#### WHAT IS NEEDED:
An exact repetition of all the entries that follow is required.

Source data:
####

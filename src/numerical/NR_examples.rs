//! a collection of test problems with known roots, built from the functions of `test_functions`
use crate::numerical::NR::Newton;
use crate::numerical::NR_config::NewtonConfig;
use crate::numerical::NR_errors::NewtonError;
use crate::numerical::test_functions::{LinearMap, Polynomial, Sinusoid1D, Vortex2D};
use nalgebra::{DMatrix, DVector};
use strum_macros::{Display, EnumIter};

/*
 Linear:      3x + 6 = 0,                   x0 = 2,      root -2
 Quadratic:   2x^2 = 0,                     x0 = 5,      double root 0
 Cubic:       x^3 + x^2 = 0,                x0 = 5,      double root 0, trajectory stays within r = 5
 Sinusoid:    sin(x) = 0,                   x0 = 1,      root 0
 LinearMap:   [[1,2],[3,4]] x = 0,          x0 = (1,2),  root (0,0)
 Vortex:      (x1, -x0) = 0,                x0 = (1,1),  root (0,0)
 CircleLine:  x^2 + y^2 - 10 = 0, x - y - 4 = 0, x0 = (1,1), root (3,-1)
*/
#[derive(Debug, Clone, Copy, PartialEq, Eq, EnumIter, Display)]
pub enum NonlinearProblem {
    Linear,
    Quadratic,
    Cubic,
    Sinusoid,
    LinearMap,
    Vortex,
    CircleLine,
}

impl NonlinearProblem {
    pub fn initial_guess(&self) -> DVector<f64> {
        match self {
            NonlinearProblem::Linear => DVector::from_element(1, 2.0),
            NonlinearProblem::Quadratic | NonlinearProblem::Cubic => DVector::from_element(1, 5.0),
            NonlinearProblem::Sinusoid => DVector::from_element(1, 1.0),
            NonlinearProblem::LinearMap => DVector::from_vec(vec![1.0, 2.0]),
            NonlinearProblem::Vortex | NonlinearProblem::CircleLine => {
                DVector::from_vec(vec![1.0, 1.0])
            }
        }
    }

    pub fn expected_root(&self) -> DVector<f64> {
        match self {
            NonlinearProblem::Linear => DVector::from_element(1, -2.0),
            NonlinearProblem::Quadratic | NonlinearProblem::Cubic | NonlinearProblem::Sinusoid => {
                DVector::zeros(1)
            }
            NonlinearProblem::LinearMap | NonlinearProblem::Vortex => DVector::zeros(2),
            NonlinearProblem::CircleLine => DVector::from_vec(vec![3.0, -1.0]),
        }
    }

    /// how close the found root must be to `expected_root`. Double roots converge
    /// linearly, so only |x|^2 < tol is reached there.
    pub fn root_tolerance(&self) -> f64 {
        match self {
            NonlinearProblem::Quadratic | NonlinearProblem::Cubic => 1e-4,
            _ => 1e-8,
        }
    }

    pub fn config(&self) -> NewtonConfig {
        let config = NewtonConfig::new().with_tol(1e-10);
        match self {
            NonlinearProblem::Linear => config.with_maxiter(4).with_dx(1e-5),
            NonlinearProblem::Quadratic => config.with_maxiter(30).with_dx(1e-5),
            NonlinearProblem::Cubic => config.with_maxiter(30).with_dx(1e-5).with_radius(5.0),
            NonlinearProblem::Sinusoid => config.with_maxiter(20).with_dx(1e-5),
            NonlinearProblem::LinearMap => config.with_maxiter(3),
            NonlinearProblem::Vortex | NonlinearProblem::CircleLine => config.with_maxiter(50),
        }
    }

    /// Build a solver for the problem, with the analytic Jacobian or with finite differences
    pub fn solver(&self, config: NewtonConfig, analytic: bool) -> Result<Newton, NewtonError> {
        let solver = match self {
            NonlinearProblem::Linear => polynomial_solver(vec![3.0, 6.0], config, analytic)?,
            NonlinearProblem::Quadratic => {
                polynomial_solver(vec![2.0, 0.0, 0.0], config, analytic)?
            }
            NonlinearProblem::Cubic => {
                polynomial_solver(vec![1.0, 1.0, 0.0, 0.0], config, analytic)?
            }
            NonlinearProblem::Sinusoid => {
                let s = Sinusoid1D::default();
                let ds = s.derivative();
                let solver = Newton::scalar(move |x| s.eval(x), config)?;
                if analytic {
                    solver.with_scalar_derivative(move |x| ds.eval(x))
                } else {
                    solver
                }
            }
            NonlinearProblem::LinearMap => {
                let l = LinearMap::new(DMatrix::from_row_slice(2, 2, &[1.0, 2.0, 3.0, 4.0]))?;
                let A = l.jacobian();
                let solver = Newton::new(move |x: &DVector<f64>| l.evaluate(x), config)?;
                if analytic {
                    solver.with_jacobian(move |_x: &DVector<f64>| Ok(A.clone()))
                } else {
                    solver
                }
            }
            NonlinearProblem::Vortex => {
                let v = Vortex2D::new();
                let J = v.jacobian();
                let solver = Newton::new(move |x: &DVector<f64>| v.evaluate(x), config)?;
                if analytic {
                    solver.with_jacobian(move |_x: &DVector<f64>| Ok(J.clone()))
                } else {
                    solver
                }
            }
            NonlinearProblem::CircleLine => {
                let solver = Newton::new(
                    |v: &DVector<f64>| {
                        Ok(DVector::from_vec(vec![
                            v[0] * v[0] + v[1] * v[1] - 10.0,
                            v[0] - v[1] - 4.0,
                        ]))
                    },
                    config,
                )?;
                if analytic {
                    solver.with_jacobian(|v: &DVector<f64>| {
                        Ok(DMatrix::from_row_slice(
                            2,
                            2,
                            &[2.0 * v[0], 2.0 * v[1], 1.0, -1.0],
                        ))
                    })
                } else {
                    solver
                }
            }
        };
        Ok(solver)
    }
}

fn polynomial_solver(
    coeffs: Vec<f64>,
    config: NewtonConfig,
    analytic: bool,
) -> Result<Newton, NewtonError> {
    let p = Polynomial::new(coeffs)?;
    let dp = p.derivative();
    let solver = Newton::scalar(move |x| p.eval(x), config)?;
    if analytic {
        Ok(solver.with_scalar_derivative(move |x| dp.eval(x)))
    } else {
        Ok(solver)
    }
}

####

#### EXPECTED OUTPUT:
filename src/numerical/NR_examples.rs
//! a collection of test problems with known roots, built from the functions of `test_functions`
use crate::numerical::NR::Newton;
use crate::numerical::NR_config::NewtonConfig;
use crate::numerical::NR_errors::NewtonError;
use crate::numerical::test_functions::{LinearMap, Polynomial, Sinusoid1D, Vortex2D};
use nalgebra::{DMatrix, DVector};
use strum_macros::{Display, EnumIter};

/*
 Linear:      3x + 6 = 0,                   x0 = 2,      root -2
 Quadratic:   2x^2 = 0,                     x0 = 5,      double root 0
 Cubic:       x^3 + x^2 = 0,                x0 = 5,      double root 0, trajectory stays within r = 5
 Sinusoid:    sin(x) = 0,                   x0 = 1,      root 0
 LinearMap:   [[1,2],[3,4]] x = 0,          x0 = (1,2),  root (0,0)
 Vortex:      (x1, -x0) = 0,                x0 = (1,1),  root (0,0)
 CircleLine:  x^2 + y^2 - 10 = 0, x - y - 4 = 0, x0 = (1,1), root (3,-1)
*/
#[derive(Debug, Clone, Copy, PartialEq, Eq, EnumIter, Display)]
pub enum NonlinearProblem {
    Linear,
    Quadratic,
    Cubic,
    Sinusoid,
    LinearMap,
    Vortex,
    CircleLine,
}

impl NonlinearProblem {
    pub fn initial_guess(&self) -> DVector<f64> {
        match self {
            NonlinearProblem::Linear => DVector::from_element(1, 2.0),
            NonlinearProblem::Quadratic | NonlinearProblem::Cubic => DVector::from_element(1, 5.0),
            NonlinearProblem::Sinusoid => DVector::from_element(1, 1.0),
            NonlinearProblem::LinearMap => DVector::from_vec(vec![1.0, 2.0]),
            NonlinearProblem::Vortex | NonlinearProblem::CircleLine => {
                DVector::from_vec(vec![1.0, 1.0])
            }
        }
    }

    pub fn expected_root(&self) -> DVector<f64> {
        match self {
            NonlinearProblem::Linear => DVector::from_element(1, -2.0),
            NonlinearProblem::Quadratic | NonlinearProblem::Cubic | NonlinearProblem::Sinusoid => {
                DVector::zeros(1)
            }
            NonlinearProblem::LinearMap | NonlinearProblem::Vortex => DVector::zeros(2),
            NonlinearProblem::CircleLine => DVector::from_vec(vec![3.0, -1.0]),
        }
    }

    /// how close the found root must be to `expected_root`. Double roots converge
    /// linearly, so only |x|^2 < tol is reached there.
    pub fn root_tolerance(&self) -> f64 {
        match self {
            NonlinearProblem::Quadratic | NonlinearProblem::Cubic => 1e-4,
            _ => 1e-8,
        }
    }

    pub fn config(&self) -> NewtonConfig {
        let config = NewtonConfig::new().with_tol(1e-10);
        match self {
            NonlinearProblem::Linear => config.with_maxiter(4).with_dx(1e-5),
            NonlinearProblem::Quadratic => config.with_maxiter(30).with_dx(1e-5),
            NonlinearProblem::Cubic => config.with_maxiter(30).with_dx(1e-5).with_radius(5.0),
            NonlinearProblem::Sinusoid => config.with_maxiter(20).with_dx(1e-5),
            NonlinearProblem::LinearMap => config.with_maxiter(3),
            NonlinearProblem::Vortex | NonlinearProblem::CircleLine => config.with_maxiter(50),
        }
    }

    /// Build a solver for the problem, with the analytic Jacobian or with finite differences
    pub fn solver(&self, config: NewtonConfig, analytic: bool) -> Result<Newton, NewtonError> {
        let solver = match self {
            NonlinearProblem::Linear => polynomial_solver(vec![3.0, 6.0], config, analytic)?,
            NonlinearProblem::Quadratic => {
                polynomial_solver(vec![2.0, 0.0, 0.0], config, analytic)?
            }
            NonlinearProblem::Cubic => {
                polynomial_solver(vec![1.0, 1.0, 0.0, 0.0], config, analytic)?
            }
            NonlinearProblem::Sinusoid => {
                let s = Sinusoid1D::default();
                let ds = s.derivative();
                let solver = Newton::scalar(move |x| s.eval(x), config)?;
                if analytic {
                    solver.with_scalar_derivative(move |x| ds.eval(x))
                } else {
                    solver
                }
            }
            NonlinearProblem::LinearMap => {
                let l = LinearMap::new(DMatrix::from_row_slice(2, 2, &[1.0, 2.0, 3.0, 4.0]))?;
                let A = l.jacobian();
                let solver = Newton::new(move |x: &DVector<f64>| l.evaluate(x), config)?;
                if analytic {
                    solver.with_jacobian(move |_x: &DVector<f64>| Ok(A.clone()))
                } else {
                    solver
                }
            }
            NonlinearProblem::Vortex => {
                let v = Vortex2D::new();
                let J = v.jacobian();
                let solver = Newton::new(move |x: &DVector<f64>| v.evaluate(x), config)?;
                if analytic {
                    solver.with_jacobian(move |_x: &DVector<f64>| Ok(J.clone()))
                } else {
                    solver
                }
            }
            NonlinearProblem::CircleLine => {
                let solver = Newton::new(
                    |v: &DVector<f64>| {
                        Ok(DVector::from_vec(vec![
                            v[0] * v[0] + v[1] * v[1] - 10.0,
                            v[0] - v[1] - 4.0,
                        ]))
                    },
                    config,
                )?;
                if analytic {
                    solver.with_jacobian(|v: &DVector<f64>| {
                        Ok(DMatrix::from_row_slice(
                            2,
                            2,
                            &[2.0 * v[0], 2.0 * v[1], 1.0, -1.0],
                        ))
                    })
                } else {
                    solver
                }
            }
        };
        Ok(solver)
    }
}

fn polynomial_solver(
    coeffs: Vec<f64>,
    config: NewtonConfig,
    analytic: bool,
) -> Result<Newton, NewtonError> {
    let p = Polynomial::new(coeffs)?;
    let dp = p.derivative();
    let solver = Newton::scalar(move |x| p.eval(x), config)?;
    if analytic {
        Ok(solver.with_scalar_derivative(move |x| dp.eval(x)))
    } else {
        Ok(solver)
    }
}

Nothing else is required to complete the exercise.